What Is NGC? Coin Grading vs. the Astronomy Catalogue

NGC most commonly refers to one of two things: the Numismatic Guaranty Company, the world’s largest third-party coin grading service, or the New General Catalogue, an astronomy reference catalog of deep-sky objects like galaxies, nebulae, and star clusters. Which meaning applies depends on whether you’re reading about coins or the night sky.

NGC in Coin Collecting

The Numismatic Guaranty Company (NGC) is a third-party grading service that authenticates and grades coins, tokens, and medals. When you hear a coin described as “NGC graded,” it means the coin was sent to NGC, where professional graders assessed its authenticity and condition, then sealed it in a tamper-evident plastic holder (called a “slab”) with a label showing its grade. This process matters because a coin’s grade directly affects its market value, sometimes by thousands of dollars for the same coin in different conditions.

NGC uses a 70-point numeric grading scale, where 1 represents a coin that’s barely identifiable and 70 represents a coin in absolutely perfect condition with no flaws visible under magnification. The scale isn’t continuous. It jumps at certain points: grades run from 1 through 6, then skip to 8, 10, 12, 15, and continue in wider intervals up through 60. From 60 to 70, every whole number is used, because small differences in condition at the higher end can mean significant differences in price.

Some general benchmarks on the scale: a coin graded 1 through 3 is heavily worn, with only the outline of its design still visible. A grade of 25 to 45 indicates moderate wear from circulation. A grade of 60 or above means the coin is “Mint State,” showing no wear from circulation at all. Coins graded 65 and higher are considered gem quality, and a perfect 70 is exceptionally rare for older coins.
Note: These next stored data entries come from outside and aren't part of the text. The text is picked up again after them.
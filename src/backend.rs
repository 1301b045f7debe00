use std::path::PathBuf;
use std::sync::Arc;
use std::time::Duration;

use chrono::{DateTime, Local};
use tokio::sync::{mpsc, watch};
use tracing::{debug, warn};

use crate::app::{BackendCommand, StateSnapshot};
use crate::models::{BranchUpdate, DiffStatsResult};
use crate::system::git;
use crate::watcher::{BranchFeed, WatcherHandle};

/// How often the working tree diff is recomputed when nothing else asks for it.
pub const DIFF_REFRESH_INTERVAL: Duration = Duration::from_secs(5);

const DIFF_FAILED: &str = "git diff failed";

/// The backend actor runs in `tokio::spawn` and owns all I/O state:
/// the branch feed and the periodic `git diff`.
pub struct Backend {
    cwd: PathBuf,
    diff_interval: Duration,

    branch: String,
    branch_updated_at: Option<DateTime<Local>>,
    diff_stats: DiffStatsResult,
    status_message: Option<String>,

    branch_rx: Option<mpsc::UnboundedReceiver<BranchUpdate>>,
    watcher: Option<WatcherHandle>,
    state_tx: watch::Sender<Arc<StateSnapshot>>,
}

impl Backend {
    pub fn new(
        cwd: PathBuf,
        feed: BranchFeed,
        state_tx: watch::Sender<Arc<StateSnapshot>>,
        diff_interval: Duration,
    ) -> Self {
        let BranchFeed {
            initial,
            updates,
            handle,
        } = feed;
        let status_message = if handle.is_none() {
            Some("Live branch tracking unavailable".to_string())
        } else {
            None
        };
        Self {
            cwd,
            diff_interval,
            branch: initial,
            branch_updated_at: Some(Local::now()),
            diff_stats: DiffStatsResult::new(),
            status_message,
            branch_rx: handle.is_some().then_some(updates),
            watcher: handle,
            state_tx,
        }
    }

    /// Run the backend event loop until `Quit` or the UI goes away.
    pub async fn run(mut self, mut cmd_rx: mpsc::Receiver<BackendCommand>) {
        self.send_snapshot();

        let mut diff_tick = tokio::time::interval(self.diff_interval);
        diff_tick.set_missed_tick_behavior(tokio::time::MissedTickBehavior::Skip);

        loop {
            tokio::select! {
                cmd = cmd_rx.recv() => match cmd {
                    Some(BackendCommand::RefreshDiff) => {
                        self.refresh_diff().await;
                        self.send_snapshot();
                    }
                    Some(BackendCommand::Quit) | None => break,
                },
                update = async {
                    match self.branch_rx.as_mut() {
                        Some(rx) => rx.recv().await,
                        None => std::future::pending().await,
                    }
                } => {
                    match update {
                        Some(update) => {
                            self.apply_branch_update(update);
                            self.refresh_diff().await;
                        }
                        None => {
                            debug!("branch feed closed");
                            self.branch_rx = None;
                            self.watcher = None;
                        }
                    }
                    self.send_snapshot();
                }
                _ = diff_tick.tick() => {
                    self.refresh_diff().await;
                    self.send_snapshot();
                }
            }
        }

        if let Some(watcher) = self.watcher.take() {
            watcher.shutdown().await;
        }
    }

    fn apply_branch_update(&mut self, update: BranchUpdate) {
        debug!("branch update: {:?}", update.branch);
        self.branch = update.branch;
        self.branch_updated_at = Some(update.at);
    }

    async fn refresh_diff(&mut self) {
        match git::working_tree_diff_stats(&self.cwd).await {
            Ok(stats) => {
                self.diff_stats = stats;
                if self.status_message.as_deref() == Some(DIFF_FAILED) {
                    self.status_message = None;
                }
            }
            Err(e) => {
                warn!("diff refresh failed: {e:#}");
                self.status_message = Some(DIFF_FAILED.to_string());
            }
        }
    }

    fn send_snapshot(&self) {
        let snapshot = StateSnapshot {
            branch: self.branch.clone(),
            branch_updated_at: self.branch_updated_at,
            live: self.branch_rx.is_some(),
            diff_stats: self.diff_stats.clone(),
            status_message: self.status_message.clone(),
        };
        self.state_tx.send_replace(Arc::new(snapshot));
    }
}

#[cfg(test)]
mod tests {
    use super::*;

    const WAIT: Duration = Duration::from_secs(3);

    fn offline_feed(initial: &str) -> BranchFeed {
        let (_tx, updates) = mpsc::unbounded_channel();
        BranchFeed {
            initial: initial.to_string(),
            updates,
            handle: None,
        }
    }

    async fn wait_for<F>(rx: &mut watch::Receiver<Arc<StateSnapshot>>, pred: F) -> Arc<StateSnapshot>
    where
        F: Fn(&StateSnapshot) -> bool,
    {
        tokio::time::timeout(WAIT, async {
            loop {
                {
                    let snapshot = rx.borrow_and_update().clone();
                    if pred(&snapshot) {
                        return snapshot;
                    }
                }
                rx.changed().await.unwrap();
            }
        })
        .await
        .expect("snapshot condition not reached")
    }

    #[tokio::test]
    async fn snapshot_only_feed_is_not_live() {
        let dir = tempfile::tempdir().unwrap();
        let (state_tx, mut state_rx) = watch::channel(Arc::new(StateSnapshot::default()));
        let (cmd_tx, cmd_rx) = mpsc::channel(8);
        let backend = Backend::new(
            dir.path().to_path_buf(),
            offline_feed("main"),
            state_tx,
            Duration::from_secs(60),
        );
        let task = tokio::spawn(backend.run(cmd_rx));

        let snapshot = wait_for(&mut state_rx, |s| s.branch == "main").await;
        assert!(!snapshot.live);
        // Either the offline notice or the failed diff outside a repo.
        assert!(snapshot.status_message.is_some());

        cmd_tx.send(BackendCommand::Quit).await.unwrap();
        tokio::time::timeout(WAIT, task).await.unwrap().unwrap();
    }

    #[tokio::test]
    async fn branch_updates_reach_snapshot() {
        let dir = tempfile::tempdir().unwrap();
        let (state_tx, mut state_rx) = watch::channel(Arc::new(StateSnapshot::default()));
        let (cmd_tx, cmd_rx) = mpsc::channel(8);
        let (branch_tx, branch_rx) = mpsc::unbounded_channel();

        let mut backend = Backend::new(
            dir.path().to_path_buf(),
            offline_feed("main"),
            state_tx,
            Duration::from_secs(60),
        );
        backend.branch_rx = Some(branch_rx);
        let task = tokio::spawn(backend.run(cmd_rx));

        let snapshot = wait_for(&mut state_rx, |s| s.branch == "main").await;
        assert!(snapshot.live);

        branch_tx.send(BranchUpdate::now("feature/x")).unwrap();
        wait_for(&mut state_rx, |s| s.branch == "feature/x").await;

        drop(branch_tx);
        wait_for(&mut state_rx, |s| !s.live).await;

        cmd_tx.send(BackendCommand::Quit).await.unwrap();
        tokio::time::timeout(WAIT, task).await.unwrap().unwrap();
    }

    #[tokio::test]
    async fn dropped_ui_stops_backend() {
        let dir = tempfile::tempdir().unwrap();
        let (state_tx, _state_rx) = watch::channel(Arc::new(StateSnapshot::default()));
        let (cmd_tx, cmd_rx) = mpsc::channel(8);
        let backend = Backend::new(
            dir.path().to_path_buf(),
            offline_feed(""),
            state_tx,
            Duration::from_secs(60),
        );
        let task = tokio::spawn(backend.run(cmd_rx));
        drop(cmd_tx);
        tokio::time::timeout(WAIT, task).await.unwrap().unwrap();
    }

    #[tokio::test]
    async fn diff_failure_sets_status_message() {
        let dir = tempfile::tempdir().unwrap();
        let (state_tx, _state_rx) = watch::channel(Arc::new(StateSnapshot::default()));
        let mut backend = Backend::new(
            dir.path().to_path_buf(),
            offline_feed(""),
            state_tx,
            Duration::from_secs(60),
        );
        backend.refresh_diff().await;
        assert_eq!(backend.status_message.as_deref(), Some(DIFF_FAILED));
        assert!(backend.diff_stats.is_empty());
    }
}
When a coin has been cleaned, damaged, or altered in a way that prevents it from receiving a standard numeric grade, NGC assigns an “NGC Details” grade instead. This tells you the coin is genuine and describes roughly what condition it would be in without the problem, but the lack of a straight numeric grade typically lowers the coin’s resale value compared to an unimpaired example.
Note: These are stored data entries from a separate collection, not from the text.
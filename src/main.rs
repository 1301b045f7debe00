use anyhow::{Context, Result};
use clap::{Parser, Subcommand};
use crossterm::{
    execute,
    terminal::{disable_raw_mode, enable_raw_mode, EnterAlternateScreen, LeaveAlternateScreen},
};
use ratatui::backend::CrosstermBackend;
use ratatui::Terminal;
use std::collections::BTreeMap;
use std::future::Future;
use std::io::{self, BufReader, Write};
use std::path::{Path, PathBuf};
use std::sync::{Arc, Mutex};
use std::time::Duration;
use tokio::sync::mpsc::UnboundedReceiver;
use tracing_subscriber::EnvFilter;

use branchline::app::{StateSnapshot, UiApp};
use branchline::backend::{Backend, DIFF_REFRESH_INTERVAL};
use branchline::event::{Event, EventHandler};
use branchline::models::{sorted_entries, total_added, total_removed, BranchUpdate};
use branchline::system::git;
use branchline::watcher::{watch_branch, WatcherConfig, WatcherHandle, DEFAULT_DEBOUNCE};
use branchline::{parse_diff_stats, parse_diff_stats_reader, ui, DiffStatsResult};

const EVENT_TICK_RATE: Duration = Duration::from_millis(50);

#[derive(Parser)]
#[command(name = "branchline", version, about = "Live git branch and diff stats dashboard")]
struct Cli {
    /// Minimum milliseconds between two branch notifications
    #[arg(long, global = true, default_value_t = DEFAULT_DEBOUNCE.as_millis() as u64)]
    debounce_ms: u64,

    #[command(subcommand)]
    command: Option<Commands>,
}

#[derive(Subcommand, Debug)]
enum Commands {
    /// Print the current branch name
    Branch,
    /// Summarize a unified diff per file
    Diffstat {
        /// Read the diff from a file, or `-` for stdin (default: `git diff` of the working tree)
        #[arg(short, long)]
        input: Option<PathBuf>,
        /// Print JSON instead of text
        #[arg(long)]
        json: bool,
    },
    /// Stream branch changes until interrupted
    Watch {
        /// Print each update as a JSON line
        #[arg(long)]
        json: bool,
    },
}

#[tokio::main]
async fn main() -> Result<()> {
    let cli = Cli::parse();
    init_logging(cli.command.is_none());

    let cwd = std::env::current_dir().context("Failed to get current directory")?;
    let config = WatcherConfig {
        debounce: Duration::from_millis(cli.debounce_ms),
    };

    match cli.command {
        Some(Commands::Branch) => cmd_branch(&cwd).await,
        Some(Commands::Diffstat { input, json }) => cmd_diffstat(&cwd, input.as_deref(), json).await,
        Some(Commands::Watch { json }) => cmd_watch(&cwd, config, json).await,
        None => run_tui(cwd, config).await,
    }
}

/// Subcommands log to stderr; the TUI logs to a file so output cannot
/// corrupt the alternate screen.
fn init_logging(tui: bool) {
    if !tui {
        let filter = EnvFilter::try_from_default_env().unwrap_or_else(|_| EnvFilter::new("warn"));
        let _ = tracing_subscriber::fmt()
            .with_env_filter(filter)
            .with_writer(io::stderr)
            .try_init();
        return;
    }

    let filter = EnvFilter::try_from_default_env().unwrap_or_else(|_| EnvFilter::new("info"));
    match open_log_file() {
        Ok(file) => {
            let _ = tracing_subscriber::fmt()
                .with_env_filter(filter)
                .with_ansi(false)
                .with_writer(Mutex::new(file))
                .try_init();
        }
        Err(_) => {
            let _ = tracing_subscriber::fmt()
                .with_env_filter(filter)
                .with_writer(io::sink)
                .try_init();
        }
    }
}

fn open_log_file() -> Result<std::fs::File> {
    let dir = dirs::cache_dir()
        .context("no cache directory")?
        .join("branchline");
    std::fs::create_dir_all(&dir).with_context(|| format!("creating {}", dir.display()))?;
    let path = dir.join("branchline.log");
    std::fs::OpenOptions::new()
        .create(true)
        .append(true)
        .open(&path)
        .with_context(|| format!("opening {}", path.display()))
}

async fn cmd_branch(cwd: &Path) -> Result<()> {
    println!("{}", git::current_branch(cwd).await);
    Ok(())
}

async fn cmd_diffstat(cwd: &Path, input: Option<&Path>, json: bool) -> Result<()> {
    let stats = match input {
        Some(path) if path == Path::new("-") => {
            parse_diff_stats_reader(io::stdin().lock()).context("Failed to read diff from stdin")?
        }
        Some(path) => {
            let file = std::fs::File::open(path)
                .with_context(|| format!("Failed to open {}", path.display()))?;
            parse_diff_stats_reader(BufReader::new(file))
                .with_context(|| format!("Failed to read diff from {}", path.display()))?
        }
        None => parse_diff_stats(&git::working_tree_diff(cwd).await?),
    };

    if json {
        let ordered: BTreeMap<_, _> = stats.iter().collect();
        println!("{}", serde_json::to_string_pretty(&ordered)?);
    } else {
        print!("{}", format_diffstat(&stats));
    }
    Ok(())
}

fn format_diffstat(stats: &DiffStatsResult) -> String {
    let mut out = String::new();
    let entries = sorted_entries(stats);
    let width = entries.iter().map(|(p, _)| p.chars().count()).max().unwrap_or(0);
    for (path, s) in &entries {
        out.push_str(&format!(
            "{path:<width$}  +{} -{} ~{}\n",
            s.added, s.removed, s.modified
        ));
    }
    out.push_str(&format!(
        "{} file(s) changed, +{} -{}\n",
        entries.len(),
        total_added(stats),
        total_removed(stats)
    ));
    out
}

async fn cmd_watch(cwd: &Path, config: WatcherConfig, json: bool) -> Result<()> {
    let mut feed = watch_branch(cwd, config).await;
    let mut out = io::stdout();
    print_update(&mut out, &BranchUpdate::now(feed.initial.as_str()), json)?;

    let Some(handle) = feed.handle.take() else {
        eprintln!("live branch tracking unavailable (no .git directory here)");
        return Ok(());
    };

    let interrupted = async {
        if let Err(e) = tokio::signal::ctrl_c().await {
            tracing::warn!("cannot listen for Ctrl-C: {e}");
            std::future::pending::<()>().await;
        }
    };
    forward_updates(&mut feed.updates, handle, interrupted, &mut out, json).await
}

/// Print updates until the feed closes. Once `stop` resolves the watcher is
/// cancelled, and its final empty-branch update is still printed.
async fn forward_updates<W: Write>(
    updates: &mut UnboundedReceiver<BranchUpdate>,
    mut handle: WatcherHandle,
    stop: impl Future<Output = ()>,
    out: &mut W,
    json: bool,
) -> Result<()> {
    tokio::pin!(stop);
    let mut stopping = false;

    loop {
        tokio::select! {
            update = updates.recv() => match update {
                Some(update) => print_update(out, &update, json)?,
                None => break,
            },
            _ = &mut stop, if !stopping => {
                handle.cancel();
                stopping = true;
            }
        }
    }

    handle.shutdown().await;
    Ok(())
}

/// Text mode prints the raw branch name, so detached HEAD and shutdown are
/// empty lines, matching `branch`.
fn print_update<W: Write>(out: &mut W, update: &BranchUpdate, json: bool) -> Result<()> {
    if json {
        writeln!(out, "{}", serde_json::to_string(update)?)?;
    } else {
        writeln!(out, "{}", update.branch)?;
    }
    out.flush()?;
    Ok(())
}

async fn run_tui(cwd: PathBuf, config: WatcherConfig) -> Result<()> {
    let feed = watch_branch(&cwd, config).await;

    // Set up channels between Backend and UiApp
    let (cmd_tx, cmd_rx) = tokio::sync::mpsc::channel(16);
    let (state_tx, state_rx) = tokio::sync::watch::channel(Arc::new(StateSnapshot::default()));
    let backend = Backend::new(cwd, feed, state_tx, DIFF_REFRESH_INTERVAL);
    let backend_task = tokio::spawn(backend.run(cmd_rx));

    // Setup terminal
    enable_raw_mode()?;
    let mut stdout = io::stdout();
    execute!(stdout, EnterAlternateScreen)?;
    let mut terminal = Terminal::new(CrosstermBackend::new(stdout))?;

    let mut app = UiApp::new(state_rx, cmd_tx);
    let result = event_loop(&mut terminal, &mut app).await;

    // Restore terminal
    disable_raw_mode()?;
    execute!(terminal.backend_mut(), LeaveAlternateScreen)?;
    terminal.show_cursor()?;

    // Dropping the app closes the command channel, which also stops the backend.
    drop(app);
    if let Err(e) = backend_task.await {
        tracing::warn!("backend task failed: {e}");
    }
    result
}

async fn event_loop(
    terminal: &mut Terminal<CrosstermBackend<io::Stdout>>,
    app: &mut UiApp,
) -> Result<()> {
    let mut events = EventHandler::new(EVENT_TICK_RATE);
    terminal.draw(|frame| ui::draw(frame, app))?;

    // No I/O here besides drawing: the backend owns git and the watcher.
    while !app.should_quit {
        match events.next().await {
            Some(Event::Key(key)) => app.handle_key(key),
            Some(Event::Tick) => app.poll_state(),
            Some(Event::Resize) => app.needs_redraw = true,
            None => break,
        }

        if app.needs_redraw {
            terminal.draw(|frame| ui::draw(frame, app))?;
            app.needs_redraw = false;
        }
    }
    Ok(())
}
NGC’s grading is backed by a guarantee, meaning if a coin is later found to be counterfeit or significantly overgraded, NGC will compensate the owner. This guarantee is one reason NGC-graded coins tend to sell for more than ungraded (“raw”) coins of the same quality. Buyers trust the grade because a neutral expert assigned it, not the seller.

NGC in Astronomy

In astronomy, NGC stands for the New General Catalogue of Nebulae and Clusters of Stars. It’s a reference catalog that assigns numbers to deep-sky objects: galaxies, star clusters, and nebulae (clouds of gas and dust in space). When you see a designation like NGC 224 or NGC 6720, it’s pointing to a specific object in this catalog.

Danish astronomer Johan Ludvig Emil Dreyer compiled the catalog in 1888, building on earlier observation lists created by the Herschel family of British astronomers. The original catalog contained 7,840 celestial objects. Dreyer later expanded it with two supplementary Index Catalogues (abbreviated IC), published in 1895 and 1908, which raised the total to 13,226 objects.
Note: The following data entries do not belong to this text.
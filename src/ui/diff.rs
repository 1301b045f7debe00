use std::collections::BTreeMap;

use ratatui::{
    layout::Rect,
    style::{Color, Style},
    text::{Line, Span},
    widgets::{Block, Borders, Paragraph},
    Frame,
};

use crate::app::UiApp;
use crate::models::{total_added, total_removed, DiffFileStats, DiffStatsResult};
use crate::ui::truncate_chars;

/// Directory in the changes tree. Totals include everything below it.
#[derive(Default)]
struct Dir {
    added: u32,
    removed: u32,
    subdirs: BTreeMap<String, Dir>,
    files: BTreeMap<String, DiffFileStats>,
}

impl Dir {
    fn insert(&mut self, path: &str, stats: DiffFileStats) {
        if path.ends_with('/') {
            return;
        }
        let mut components: Vec<&str> = path.split('/').filter(|c| !c.is_empty()).collect();
        let Some(name) = components.pop() else {
            return;
        };

        let mut dir = self;
        dir.tally(&stats);
        for component in components {
            dir = dir.subdirs.entry(component.to_string()).or_default();
            dir.tally(&stats);
        }
        let file = dir.files.entry(name.to_string()).or_default();
        file.added += stats.added;
        file.removed += stats.removed;
    }

    fn tally(&mut self, stats: &DiffFileStats) {
        self.added += stats.added;
        self.removed += stats.removed;
    }
}

/// One rendered tree line before width fitting.
struct Row {
    guide: String,
    label: String,
    added: u32,
    removed: u32,
}

fn collect_rows(dir: &Dir, guide: &str, rows: &mut Vec<Row>) {
    let total = dir.subdirs.len() + dir.files.len();
    let mut seen = 0;

    // Directories first, then files; both in name order.
    for (name, sub) in &dir.subdirs {
        seen += 1;
        let last = seen == total;
        rows.push(Row {
            guide: format!("{guide}{}", if last { "└ " } else { "├ " }),
            label: format!("{name}/"),
            added: sub.added,
            removed: sub.removed,
        });
        let nested = format!("{guide}{}", if last { "  " } else { "│ " });
        collect_rows(sub, &nested, rows);
    }
    for (name, stats) in &dir.files {
        seen += 1;
        rows.push(Row {
            guide: format!("{guide}{}", if seen == total { "└ " } else { "├ " }),
            label: name.clone(),
            added: stats.added,
            removed: stats.removed,
        });
    }
}

fn clip_label(label: &str, room: usize) -> String {
    let len = label.chars().count();
    match room {
        0 => String::new(),
        r if len <= r => label.to_string(),
        1 => truncate_chars(label, 1),
        r => format!("{}…", truncate_chars(label, r - 1)),
    }
}

/// Lay a row out so the stat is right-aligned, keeping one column free.
fn row_line(row: Row, width: usize) -> Line<'static> {
    let usable = width.saturating_sub(1);
    let stat_len = short_stat(row.added, row.removed).chars().count();
    let guide_len = row.guide.chars().count();
    let gap = usize::from(stat_len > 0);

    let label = clip_label(&row.label, usable.saturating_sub(guide_len + stat_len + gap));
    let pad = if stat_len == 0 {
        0
    } else {
        usable.saturating_sub(guide_len + label.chars().count() + stat_len)
    };

    let mut spans = vec![Span::raw(format!(
        "{}{label}{}",
        row.guide,
        " ".repeat(pad)
    ))];
    if row.added > 0 {
        spans.push(Span::styled(
            format!("+{}", row.added),
            Style::default().fg(Color::Green),
        ));
    }
    if row.removed > 0 {
        spans.push(Span::styled(
            format!("-{}", row.removed),
            Style::default().fg(Color::Red),
        ));
    }
    Line::from(spans)
}

/// Changed files grouped by directory, each directory showing the sum of
/// everything below it.
pub fn build_diff_tree_lines(stats: &DiffStatsResult, width: usize) -> Vec<Line<'static>> {
    let mut root = Dir::default();
    for (path, file_stats) in stats {
        root.insert(path, *file_stats);
    }

    let mut rows = Vec::new();
    collect_rows(&root, "", &mut rows);
    rows.into_iter().map(|row| row_line(row, width)).collect()
}

/// `+A-R`, dropping a side that is zero.
pub(crate) fn short_stat(added: u32, removed: u32) -> String {
    let mut out = String::new();
    if added > 0 {
        out.push_str(&format!("+{added}"));
    }
    if removed > 0 {
        out.push_str(&format!("-{removed}"));
    }
    out
}

pub(crate) fn draw_diff_tree(frame: &mut Frame, app: &UiApp, area: Rect) {
    let stats = &app.snapshot.diff_stats;
    let title = if stats.is_empty() {
        " Changes ".to_string()
    } else {
        format!(
            " Changes ({} files, {}) ",
            stats.len(),
            short_stat(total_added(stats), total_removed(stats))
        )
    };
    let block = Block::default()
        .borders(Borders::ALL)
        .title(title)
        .border_style(Style::default().fg(Color::Cyan));

    let inner = block.inner(area);
    frame.render_widget(block, area);

    let lines = app.diff_lines(inner.width as usize);
    if lines.is_empty() {
        frame.render_widget(Paragraph::new("No changes"), inner);
        return;
    }

    let visible = inner.height as usize;
    let first = app.diff_scroll.min(lines.len().saturating_sub(visible));
    let window: Vec<Line<'static>> = lines.iter().skip(first).take(visible).cloned().collect();
    frame.render_widget(Paragraph::new(window), inner);
}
Despite being well over a century old, the NGC catalog remains one of the most widely used reference systems in amateur and professional astronomy. Many of the night sky’s most famous objects carry NGC designations. NGC 224, for example, is the Andromeda Galaxy, and NGC 6720 is the Ring Nebula. If you’re using a telescope with a computerized mount or reading an astronomy guide, you’ll encounter NGC numbers constantly.

How to Tell Which NGC Someone Means

Context makes it clear almost every time. If you’re on an auction site, coin forum, or marketplace and see “NGC MS-65” or “NGC certified,” it’s the coin grading company. If you’re reading about stargazing, astrophotography, or telescope targets and see “NGC” followed by a number with no coin terminology, it’s the astronomy catalog. In casual conversation, coin collectors simply say “NGC” and expect you to know the grading company, while astronomers treat “NGC” plus a catalog number as a standard way to name objects in the sky.